Do you disagree with that statement? Are you suggesting that we do currently produce enough and all we need to do is redistribute?

Comment by alwhite on The decline of violence as a lens for understanding effective altruism · 2015-01-08T17:24:55.115Z · LW · GW

Can you provide actual data for this statement? The trend on a global and historical scale has always been downwards, as far as we can tell. And this data spans thousands of years. (see the Pinker video for an overview of that data). This data is suggesting that wars, even the big 2 of the last century, aren't changing the global stats THAT much.

The 2012 - 2014 doesn't perfectly represent history but that just means history isn't exactly 9 to 1 for individual to group violence. It could be 8 to 1 or 6 to 1 or even 3 to 1, I don't know that exact number. But I very strongly doubt the ratio flopped to a 1 to 4 ratio. That's a massive change that I don't believe has happened and I need to see real stats before I'll accept a contrary statement.

Thus, I still contend the majority of violence is individual (Pinker video supports this idea too).

Comment by alwhite on The decline of violence as a lens for understanding effective altruism · 2015-01-07T20:47:38.119Z · LW · GW

I'm not sure your counter-example is that accurate either. This is a report for only recent time and so the historical accuracy is not guaranteed but from 2012 to 2014, individual violence outweighed group violence by about 9 times. http://www.copenhagenconsensus.com/sites/default/files/conflict_assessment_-_hoeffler_and_fearon_0.pdf. I think it is safe to assume that historically it's at least similar.

When we look at the total historical view of violence we can not limit ourselves to just "war" or "group violence", and this data was included in Pinker's presentation. Therefore, kings, presidents, and chiefs, (if we consider them the sole source of the conflict, which we shouldn't) only contribute approximately 1/9th of the total global violence.
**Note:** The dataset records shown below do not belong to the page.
impl KmsReqBuilder {
    /// Creates a builder using atomic modesetting if the device supports it
    pub fn new(
        device: Arc<DrmDevice>,
        resources: Arc<RwLock<DrmResources>>,
        crtc: crtc::Handle,
    ) -> Result<Self, Error> {
        let legacy = !device.is_atomic();
        Self::create(device, resources, crtc, legacy)
    }

    /// Creates a builder for an atomic request.
    ///
    /// Fails with [`Error::AtomicUnsupported`] if the device uses legacy modesetting.
    pub fn new_atomic(
        device: Arc<DrmDevice>,
        resources: Arc<RwLock<DrmResources>>,
        crtc: crtc::Handle,
    ) -> Result<Self, Error> {
        if !device.is_atomic() {
            return Err(Error::AtomicUnsupported);
        }
        Self::create(device, resources, crtc, false)
    }

    /// Creates a builder for the legacy api, which only supports a single layer
    pub fn new_legacy(
        device: Arc<DrmDevice>,
        resources: Arc<RwLock<DrmResources>>,
        crtc: crtc::Handle,
    ) -> Result<Self, Error> {
        Self::create(device, resources, crtc, true)
    }

    fn create(
        device: Arc<DrmDevice>,
        resources: Arc<RwLock<DrmResources>>,
        crtc: crtc::Handle,
        legacy: bool,
    ) -> Result<Self, Error> {
        let span = info_span!(parent: device.span(), "kms_req", crtc = ?crtc);
        let (available_planes, next_zpos) = {
            let res = read(&resources);
            let crtc_info = res.get_crtc(crtc).ok_or(Error::UnknownCrtc(crtc))?;
            if res.planes().len() > MAX_PLANES {
                let _guard = span.enter();
                warn!(
                    planes = res.planes().len(),
                    "Only the first {} planes can be allocated", MAX_PLANES
                );
            }
            let available = res
                .planes()
                .iter()
                .take(MAX_PLANES)
                .enumerate()
                .filter(|(_, plane)| plane.can_drive(crtc_info))
                .fold(0u64, |mask, (index, _)| mask | (1 << index));
            (available, res.min_zpos_for_crtc(crtc).unwrap_or(0))
        };

        Ok(KmsReqBuilder {
            device,
            resources,
            crtc,
            legacy,
            connector: None,
            mode: ModeChange::Keep,
            layers: Vec::new(),
            callbacks: Vec::new(),
            available_planes,
            next_zpos,
            span,
        })
    }

    /// The crtc of this request
    pub fn crtc(&self) -> crtc::Handle {
        self.crtc
    }

    /// Whether the request goes through the legacy api
    pub fn is_legacy(&self) -> bool {
        self.legacy
    }

    /// Programs `mode` with this request
    pub fn set_mode(&mut self, mode: Mode) {
        self.mode = ModeChange::Set(mode);
    }

    /// Disables the crtc with this request
    pub fn unset_mode(&mut self) {
        self.mode = ModeChange::Unset;
    }

    /// Binds `connector` to the crtc with this request
    pub fn set_connector(&mut self, connector: connector::Handle) -> Result<(), Error> {
        if read(&self.resources).get_connector(connector).is_none() {
            return Err(Error::UnknownConnector(connector));
        }
        self.connector = Some(connector);
        Ok(())
    }

    /// Number of layers pushed so far
    pub fn layer_count(&self) -> usize {
        self.layers.len()
    }

    /// The plane chosen for the layer at `index`
    pub fn placement(&self, index: usize) -> Option<LayerPlacement> {
        self.layers.get(index).map(|placed| placed.placement)
    }

    /// Bitmask of planes, by position in the resources, still free for this request
    pub fn available_planes(&self) -> u64 {
        self.available_planes
    }

    fn find_plane<'r>(
        &self,
        res: &'r DrmResources,
        constraints: &PlaneConstraints,
        filter: impl Fn(&Plane) -> bool,
    ) -> Option<(usize, &'r Plane)> {
        res.planes()
            .iter()
            .take(MAX_PLANES)
            .enumerate()
            .filter(|(index, _)| self.available_planes & (1 << index) != 0)
            .find(|(_, plane)| plane.qualifies(constraints) && filter(*plane))
    }

    /// Assigns a plane to `layer` and adds it on top of the layers pushed before.
    ///
    /// `release` is invoked once the framebuffer is no longer shown, either because a
    /// later request replaced this one on screen or because the request was dropped
    /// without being displayed. `deferred_release` is invoked at the same time without a
    /// fence.
    ///
    /// Returns the index of the layer. On error no layer is added.
    #[profiling::function]
    pub fn push_fb_layer(
        &mut self,
        layer: KmsFbLayer,
        release: Option<ReleaseCallback>,
        deferred_release: Option<DeferredReleaseCallback>,
    ) -> Result<usize, Error> {
        let _guard = self.span.enter();
        let index = self.layers.len();
        if index >= MAX_LAYERS {
            return Err(Error::TooManyLayers(self.crtc));
        }
        if self.legacy && index > 0 {
            return Err(Error::LegacyMultipleLayers(self.crtc));
        }

        let resources = self.resources.clone();
        let res = read(&resources);
        let constraints = |types: &'static [PlaneType], format: DrmFourcc, zpos, id_above| PlaneConstraints {
            types,
            format,
            modifier: layer.modifier,
            zpos,
            rotation: layer.rotation,
            id_above,
        };

        let mut choice = None;
        let mut as_cursor = false;
        if layer.prefer_cursor {
            choice = self.find_plane(&res, &constraints(&[PlaneType::Cursor], layer.format, None, None), |_| true);
            as_cursor = choice.is_some();
        }
        if choice.is_none() && index == 0 {
            choice = self.find_plane(&res, &constraints(&[PlaneType::Primary], layer.format, None, None), |_| true);
            if choice.is_none() {
                if let Some(opaque) = get_opaque(layer.format) {
                    trace!(format = ?layer.format, ?opaque, "Retrying with the opaque format");
                    choice = self.find_plane(&res, &constraints(&[PlaneType::Primary], opaque, None, None), |_| true);
                }
            }
            // nothing is below the bottom layer, alpha of an opaque buffer has no effect there
            if choice.is_none() {
                if let Some(alpha) = get_transparent(layer.format) {
                    trace!(format = ?layer.format, ?alpha, "Retrying with the alpha format");
                    choice = self.find_plane(&res, &constraints(&[PlaneType::Primary], alpha, None, None), |_| true);
                }
            }
        } else if choice.is_none() {
            choice = self.find_plane(
                &res,
                &constraints(&[PlaneType::Overlay], layer.format, Some((self.next_zpos, i64::MAX)), None),
                |_| true,
            );
            if choice.is_none() {
                let previous = self.layers.iter().rev().find_map(|placed| placed.placement.plane);
                choice = self.find_plane(
                    &res,
                    &constraints(&[PlaneType::Overlay], layer.format, None, previous),
                    |plane| plane.zpos().is_none(),
                );
            }
        }

        let placement = match choice {
            Some((position, plane)) => {
                let zpos = match plane.zpos() {
                    Some(_) if as_cursor => None,
                    Some(range) => {
                        let zpos = if range.hardcoded {
                            range.min
                        } else {
                            self.next_zpos.max(range.min)
                        };
                        if zpos > range.max {
                            return Err(Error::InvalidZpos {
                                min: zpos,
                                max: range.max,
                            });
                        }
                        self.next_zpos = self.next_zpos.max(zpos + 1);
                        Some(zpos)
                    }
                    None => None,
                };
                self.available_planes &= !(1 << position);
                LayerPlacement {
                    plane: Some(plane.handle()),
                    kind: plane.kind(),
                    zpos,
                }
            }
            None if self.legacy
                && !res
                    .possible_planes_for_crtc(self.crtc)
                    .iter()
                    .any(|plane| plane.kind() == PlaneType::Primary) =>
            {
                // without universal planes the primary plane is implicit
                LayerPlacement {
                    plane: None,
                    kind: PlaneType::Primary,
                    zpos: None,
                }
            }
            None => {
                debug!(index, format = ?layer.format, modifier = ?layer.modifier, "No plane qualifies for layer");
                return Err(Error::NoSuitablePlane { crtc: self.crtc, layer: index });
            }
        };
        drop(res);

        trace!(index, plane = ?placement.plane, kind = ?placement.kind, zpos = ?placement.zpos, "Allocated plane for layer");
        self.layers.push(PlacedLayer { layer, placement });
        self.callbacks.push(LayerCallbacks {
            release,
            deferred_release,
        });
        Ok(index)
    }

    /// Finishes the request
    pub fn build(mut self) -> Arc<KmsReq> {
        Arc::new(KmsReq {
            device: self.device.clone(),
            resources: self.resources.clone(),
            crtc: self.crtc,
            legacy: self.legacy,
            connector: self.connector,
            mode: self.mode,
            layers: std::mem::take(&mut self.layers),
            release: Arc::new(LayerRelease {
                callbacks: Mutex::new(std::mem::take(&mut self.callbacks)),
                span: self.span.clone(),
            }),
            committed: AtomicBool::new(false),
            span: self.span.clone(),
        })
    }
}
Sure there's a correlation that increased substances increase violence, but that in no way suggests that historical increased violence is due to increased substances. I don't think we have any kind of data that shows that these substances have been steadily decreasing over the past 10,000 years the same way that violence has been decreasing over the last 10,000 years.

Comment by alwhite on Low Hanging fruit for buying a better life · 2015-01-07T15:00:07.662Z · LW · GW

Some gyms have automated belay equipment. It's a bit clunky and not everyone likes using them but they do exist and do work.

I have always climbed with a partner but we have also included other people into our group who needed a belay partner. I would think that it's definitely possible to find a partner for the day but it is easier to just bring your own.

There is also bouldering, which doesn't require a partner but doesn't go as high either.

Comment by alwhite on Low Hanging fruit for buying a better life · 2015-01-06T22:26:44.052Z · LW · GW

It seems like most of the big ideas have been covered, so here's a small one.

Rock climbing equipment (shoes and harness) and membership to a climbing gym. It's different, fun, gets you exercise and exposure to more/different people.